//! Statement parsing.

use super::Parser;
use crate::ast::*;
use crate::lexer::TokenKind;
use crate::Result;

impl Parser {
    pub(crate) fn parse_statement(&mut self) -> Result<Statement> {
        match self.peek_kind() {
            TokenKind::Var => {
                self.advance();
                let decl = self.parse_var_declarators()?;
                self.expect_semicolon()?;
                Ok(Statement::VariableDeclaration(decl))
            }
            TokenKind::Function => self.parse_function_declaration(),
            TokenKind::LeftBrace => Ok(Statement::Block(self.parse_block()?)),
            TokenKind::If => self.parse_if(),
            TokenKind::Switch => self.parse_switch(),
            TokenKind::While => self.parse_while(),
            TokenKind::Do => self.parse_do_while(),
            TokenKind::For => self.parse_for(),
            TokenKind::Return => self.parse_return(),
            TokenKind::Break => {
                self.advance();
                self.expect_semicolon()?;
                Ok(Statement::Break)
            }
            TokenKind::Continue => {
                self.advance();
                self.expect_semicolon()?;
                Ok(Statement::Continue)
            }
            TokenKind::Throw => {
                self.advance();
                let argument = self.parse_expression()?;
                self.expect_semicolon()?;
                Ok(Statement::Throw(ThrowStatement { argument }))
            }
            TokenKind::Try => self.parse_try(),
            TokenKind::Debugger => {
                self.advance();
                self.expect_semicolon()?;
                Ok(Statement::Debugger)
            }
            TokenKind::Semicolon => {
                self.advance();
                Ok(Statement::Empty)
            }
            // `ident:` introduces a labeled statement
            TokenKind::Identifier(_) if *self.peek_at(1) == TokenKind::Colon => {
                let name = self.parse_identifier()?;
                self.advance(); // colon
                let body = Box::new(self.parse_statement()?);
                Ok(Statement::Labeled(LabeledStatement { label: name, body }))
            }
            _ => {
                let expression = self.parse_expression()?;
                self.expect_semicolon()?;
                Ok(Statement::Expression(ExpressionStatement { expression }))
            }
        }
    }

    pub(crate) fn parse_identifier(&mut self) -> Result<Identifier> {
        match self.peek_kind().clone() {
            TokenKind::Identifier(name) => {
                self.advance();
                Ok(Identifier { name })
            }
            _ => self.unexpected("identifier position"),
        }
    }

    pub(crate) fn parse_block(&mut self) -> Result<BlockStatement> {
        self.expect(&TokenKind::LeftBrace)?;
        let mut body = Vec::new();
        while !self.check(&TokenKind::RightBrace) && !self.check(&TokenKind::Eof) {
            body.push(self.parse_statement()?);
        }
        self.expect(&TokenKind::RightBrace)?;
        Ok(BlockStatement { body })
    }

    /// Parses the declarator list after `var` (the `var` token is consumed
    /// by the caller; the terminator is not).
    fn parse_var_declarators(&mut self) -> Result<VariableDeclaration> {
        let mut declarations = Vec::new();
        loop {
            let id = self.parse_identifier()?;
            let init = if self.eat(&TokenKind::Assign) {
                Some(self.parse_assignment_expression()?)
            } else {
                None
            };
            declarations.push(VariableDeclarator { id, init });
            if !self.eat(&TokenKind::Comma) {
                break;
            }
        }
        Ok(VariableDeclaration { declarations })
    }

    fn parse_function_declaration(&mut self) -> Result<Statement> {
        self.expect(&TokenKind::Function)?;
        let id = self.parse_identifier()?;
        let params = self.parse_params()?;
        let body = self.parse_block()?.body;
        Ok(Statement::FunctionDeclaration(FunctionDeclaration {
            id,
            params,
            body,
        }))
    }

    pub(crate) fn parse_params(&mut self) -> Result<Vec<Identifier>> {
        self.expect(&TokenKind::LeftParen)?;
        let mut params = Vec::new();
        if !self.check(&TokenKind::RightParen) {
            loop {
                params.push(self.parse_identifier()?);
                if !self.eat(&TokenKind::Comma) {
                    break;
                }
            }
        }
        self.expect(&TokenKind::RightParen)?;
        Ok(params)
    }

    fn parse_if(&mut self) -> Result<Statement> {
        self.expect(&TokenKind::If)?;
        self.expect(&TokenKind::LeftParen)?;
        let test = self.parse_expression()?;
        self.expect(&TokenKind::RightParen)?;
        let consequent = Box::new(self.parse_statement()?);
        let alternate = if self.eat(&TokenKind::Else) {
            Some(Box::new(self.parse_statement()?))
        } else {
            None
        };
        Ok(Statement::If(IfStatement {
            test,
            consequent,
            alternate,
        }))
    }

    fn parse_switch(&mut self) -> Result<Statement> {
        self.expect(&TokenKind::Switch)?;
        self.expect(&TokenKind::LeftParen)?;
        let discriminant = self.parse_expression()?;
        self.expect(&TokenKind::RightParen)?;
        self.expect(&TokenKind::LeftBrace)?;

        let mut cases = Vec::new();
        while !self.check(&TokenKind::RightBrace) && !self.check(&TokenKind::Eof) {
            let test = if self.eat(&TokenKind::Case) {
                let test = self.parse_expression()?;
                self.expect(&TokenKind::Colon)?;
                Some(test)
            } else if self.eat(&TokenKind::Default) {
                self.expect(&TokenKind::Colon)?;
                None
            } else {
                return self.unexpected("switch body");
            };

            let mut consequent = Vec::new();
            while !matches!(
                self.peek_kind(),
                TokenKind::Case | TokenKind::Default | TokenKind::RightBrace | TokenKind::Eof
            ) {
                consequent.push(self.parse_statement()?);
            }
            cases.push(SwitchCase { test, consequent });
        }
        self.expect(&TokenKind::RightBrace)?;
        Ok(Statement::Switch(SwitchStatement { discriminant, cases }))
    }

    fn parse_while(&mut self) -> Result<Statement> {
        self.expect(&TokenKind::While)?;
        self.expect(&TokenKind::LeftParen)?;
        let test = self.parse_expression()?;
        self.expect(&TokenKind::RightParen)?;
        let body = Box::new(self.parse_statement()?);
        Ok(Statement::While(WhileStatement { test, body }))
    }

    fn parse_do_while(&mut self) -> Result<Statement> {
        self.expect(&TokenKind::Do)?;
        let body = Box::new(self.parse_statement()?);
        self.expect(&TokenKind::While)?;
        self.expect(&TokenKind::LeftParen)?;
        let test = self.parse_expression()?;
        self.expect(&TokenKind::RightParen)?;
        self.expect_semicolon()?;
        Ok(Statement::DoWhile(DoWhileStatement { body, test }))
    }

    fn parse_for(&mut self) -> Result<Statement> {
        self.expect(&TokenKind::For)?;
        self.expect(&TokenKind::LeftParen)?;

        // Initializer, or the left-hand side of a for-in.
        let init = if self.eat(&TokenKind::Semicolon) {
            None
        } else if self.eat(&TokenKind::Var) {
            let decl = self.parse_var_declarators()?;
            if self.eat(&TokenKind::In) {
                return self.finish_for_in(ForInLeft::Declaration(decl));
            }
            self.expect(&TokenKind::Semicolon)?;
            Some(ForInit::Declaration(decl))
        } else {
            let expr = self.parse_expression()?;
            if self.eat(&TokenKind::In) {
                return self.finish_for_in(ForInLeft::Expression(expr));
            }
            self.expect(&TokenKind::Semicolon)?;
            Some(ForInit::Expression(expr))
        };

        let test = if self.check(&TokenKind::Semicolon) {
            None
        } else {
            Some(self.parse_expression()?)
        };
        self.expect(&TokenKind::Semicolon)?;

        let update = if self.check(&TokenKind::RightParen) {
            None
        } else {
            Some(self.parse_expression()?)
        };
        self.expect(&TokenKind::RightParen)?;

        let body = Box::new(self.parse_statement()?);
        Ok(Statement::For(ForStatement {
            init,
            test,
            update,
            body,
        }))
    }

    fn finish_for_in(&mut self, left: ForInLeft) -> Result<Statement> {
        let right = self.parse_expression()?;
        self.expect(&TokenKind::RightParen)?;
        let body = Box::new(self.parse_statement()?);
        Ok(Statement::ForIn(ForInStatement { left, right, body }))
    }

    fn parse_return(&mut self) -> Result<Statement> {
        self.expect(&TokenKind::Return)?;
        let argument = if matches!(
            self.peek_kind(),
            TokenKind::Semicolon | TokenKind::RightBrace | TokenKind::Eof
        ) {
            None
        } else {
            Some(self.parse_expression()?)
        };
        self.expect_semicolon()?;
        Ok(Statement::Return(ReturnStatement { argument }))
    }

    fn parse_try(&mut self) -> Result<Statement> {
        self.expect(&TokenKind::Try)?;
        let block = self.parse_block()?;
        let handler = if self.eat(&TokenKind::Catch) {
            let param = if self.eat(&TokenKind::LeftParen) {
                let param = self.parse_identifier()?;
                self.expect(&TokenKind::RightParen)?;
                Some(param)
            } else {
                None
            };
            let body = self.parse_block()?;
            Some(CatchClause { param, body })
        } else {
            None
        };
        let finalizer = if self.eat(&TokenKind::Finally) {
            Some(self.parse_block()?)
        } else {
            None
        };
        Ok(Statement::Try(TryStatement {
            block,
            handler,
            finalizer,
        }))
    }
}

_____

WHAT YOU WILL DO:
Count the lines in the preceding entries that contain the string "matches", and state only the resulting number.

SOLUTION BELOW:
2